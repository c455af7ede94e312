//! # Offline Operation Queue
//!
//! Buffers commands issued while the session is not `Connected` (§3,
//! §4.7) and drains them, in priority then FIFO order, once connectivity
//! returns. Generalizes the pack's embedded-SQLite offline buffer (see
//! [`store`]) with priority tiers, capacity eviction, retry bookkeeping,
//! and battery-adaptive batching that the teacher has no counterpart for.

pub mod processor;
pub mod store;
pub mod types;

pub use processor::{CommandExecutor, OfflineQueue};
pub use store::{InMemoryQueueStore, QueueStore, SqliteQueueStore};
pub use types::{Priority, QueueStats, QueuedOperation};
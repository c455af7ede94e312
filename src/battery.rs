//! # Battery-Aware Adaptation
//!
//! Advisory scheduling hints only (§5): nothing here may change LWW
//! outcomes, validation, or correctness — only *when* and *how much*
//! background work runs. [`BatterySource`] is a small capability trait
//! (§9's "dynamic dispatch as capability sets") with two concrete
//! variants: [`StubBatterySource`] for hosts and tests with no real
//! battery, and [`ChannelBatterySource`] for a platform binding (out of
//! scope) to push updates in over a channel rather than the adapter
//! holding an owning handle back into platform code (§9's cyclic-reference
//! guidance: message passing over a back-reference).

use std::sync::{Arc, RwLock};
use std::time::Duration;

use tokio::sync::mpsc;

use crate::config::BatteryConfig;

#[derive(Debug, Clone, Copy, PartialEq)]
pub struct BatteryStatus {
    pub level_pct: u8,
    pub is_charging: bool,
}

impl Default for BatteryStatus {
    fn default() -> Self {
        Self { level_pct: 100, is_charging: true }
    }
}

pub trait BatterySource: Send + Sync {
    fn current(&self) -> BatteryStatus;
}

/// Fixed reading, for hosts with no real battery and for tests.
pub struct StubBatterySource(BatteryStatus);

impl StubBatterySource {
    pub fn new(status: BatteryStatus) -> Self {
        Self(status)
    }
}

impl BatterySource for StubBatterySource {
    fn current(&self) -> BatteryStatus {
        self.0
    }
}

/// Fed by a platform binding pushing updates over an `mpsc` channel. The
/// sender half returned by [`Self::new`] is the only coupling back to the
/// platform; dropping it just freezes the last-known reading.
pub struct ChannelBatterySource {
    current: Arc<RwLock<BatteryStatus>>,
}

impl ChannelBatterySource {
    pub fn new(initial: BatteryStatus) -> (Self, mpsc::UnboundedSender<BatteryStatus>) {
        let current = Arc::new(RwLock::new(initial));
        let (tx, mut rx) = mpsc::unbounded_channel::<BatteryStatus>();
        let updater = current.clone();
        tokio::spawn(async move {
            while let Some(status) = rx.recv().await {
                *updater.write().unwrap() = status;
            }
        });
        (Self { current }, tx)
    }
}

impl BatterySource for ChannelBatterySource {
    fn current(&self) -> BatteryStatus {
        *self.current.read().unwrap()
    }
}

/// Applies [`BatteryConfig`] thresholds to a reading. Every method is a
/// pure query; none of them touch storage or the network.
pub struct BatteryAdapter {
    source: Arc<dyn BatterySource>,
    config: BatteryConfig,
}

impl BatteryAdapter {
    pub fn new(source: Arc<dyn BatterySource>, config: BatteryConfig) -> Self {
        Self { source, config }
    }

    fn status(&self) -> BatteryStatus {
        self.source.current()
    }

    /// Stretch the MQTT keepalive interval when battery is low.
    pub fn effective_keep_alive(&self, base: Duration) -> Duration {
        let s = self.status();
        if self.config.adaptive_keepalive && s.level_pct <= self.config.low_threshold {
            base.saturating_mul(2)
        } else {
            base
        }
    }

    /// `None` means anti-entropy should pause entirely (critical, not
    /// charging); `Some` carries the (possibly stretched) interval.
    pub fn effective_anti_entropy_interval(&self, base: Duration) -> Option<Duration> {
        let s = self.status();
        if !self.config.adaptive_sync_interval {
            return Some(base);
        }
        if s.level_pct <= self.config.critical_threshold && !s.is_charging {
            return None;
        }
        if s.level_pct <= self.config.low_threshold {
            return Some(base.saturating_mul(3));
        }
        Some(base)
    }

    /// Shrink the offline-queue batch size when battery is low.
    pub fn effective_batch_size(&self, base: usize) -> usize {
        let s = self.status();
        if self.config.reduce_background_activity && s.level_pct <= self.config.low_threshold {
            (base / 2).max(1)
        } else {
            base
        }
    }

    /// Whether Low-priority offline-queue items should be deferred.
    pub fn should_throttle_low_priority(&self) -> bool {
        let s = self.status();
        self.config.enable_operation_throttling && s.level_pct <= self.config.low_threshold
    }
}

#[cfg(test)]
mod tests {
    use super::*;

    fn adapter(level_pct: u8, is_charging: bool) -> BatteryAdapter {
        let source = Arc::new(StubBatterySource::new(BatteryStatus { level_pct, is_charging }));
        BatteryAdapter::new(source, BatteryConfig::default())
    }

    #[test]
    fn healthy_battery_leaves_defaults_untouched() {
        let a = adapter(80, false);
        assert_eq!(a.effective_keep_alive(Duration::from_secs(60)), Duration::from_secs(60));
        assert_eq!(a.effective_anti_entropy_interval(Duration::from_secs(60)), Some(Duration::from_secs(60)));
        assert!(!a.should_throttle_low_priority());
    }

    #[test]
    fn low_battery_stretches_intervals_and_throttles() {
        let a = adapter(15, false);
        assert_eq!(a.effective_keep_alive(Duration::from_secs(60)), Duration::from_secs(120));
        assert_eq!(a.effective_anti_entropy_interval(Duration::from_secs(60)), Some(Duration::from_secs(180)));
        assert_eq!(a.effective_batch_size(50), 25);
        assert!(a.should_throttle_low_priority());
    }

    #[test]
    fn critical_and_not_charging_pauses_anti_entropy() {
        let a = adapter(5, false);
        assert_eq!(a.effective_anti_entropy_interval(Duration::from_secs(60)), None);
    }

    #[test]
    fn critical_but_charging_does_not_pause() {
        let a = adapter(5, true);
        assert!(a.effective_anti_entropy_interval(Duration::from_secs(60)).is_some());
    }
}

━━━━━━━━

Could you transcribe the entries exactly, from the first line through the line containing "priority tiers, capacity", and give nothing more?

repository c455af7ede94e312
//! # Offline Operation Queue
//!
//! Buffers commands issued while the session is not `Connected` (§3,
//! §4.7) and drains them, in priority then FIFO order, once connectivity
//! returns. Generalizes the pack's embedded-SQLite offline buffer (see
//! [`store`]) with priority tiers, capacity eviction, retry bookkeeping,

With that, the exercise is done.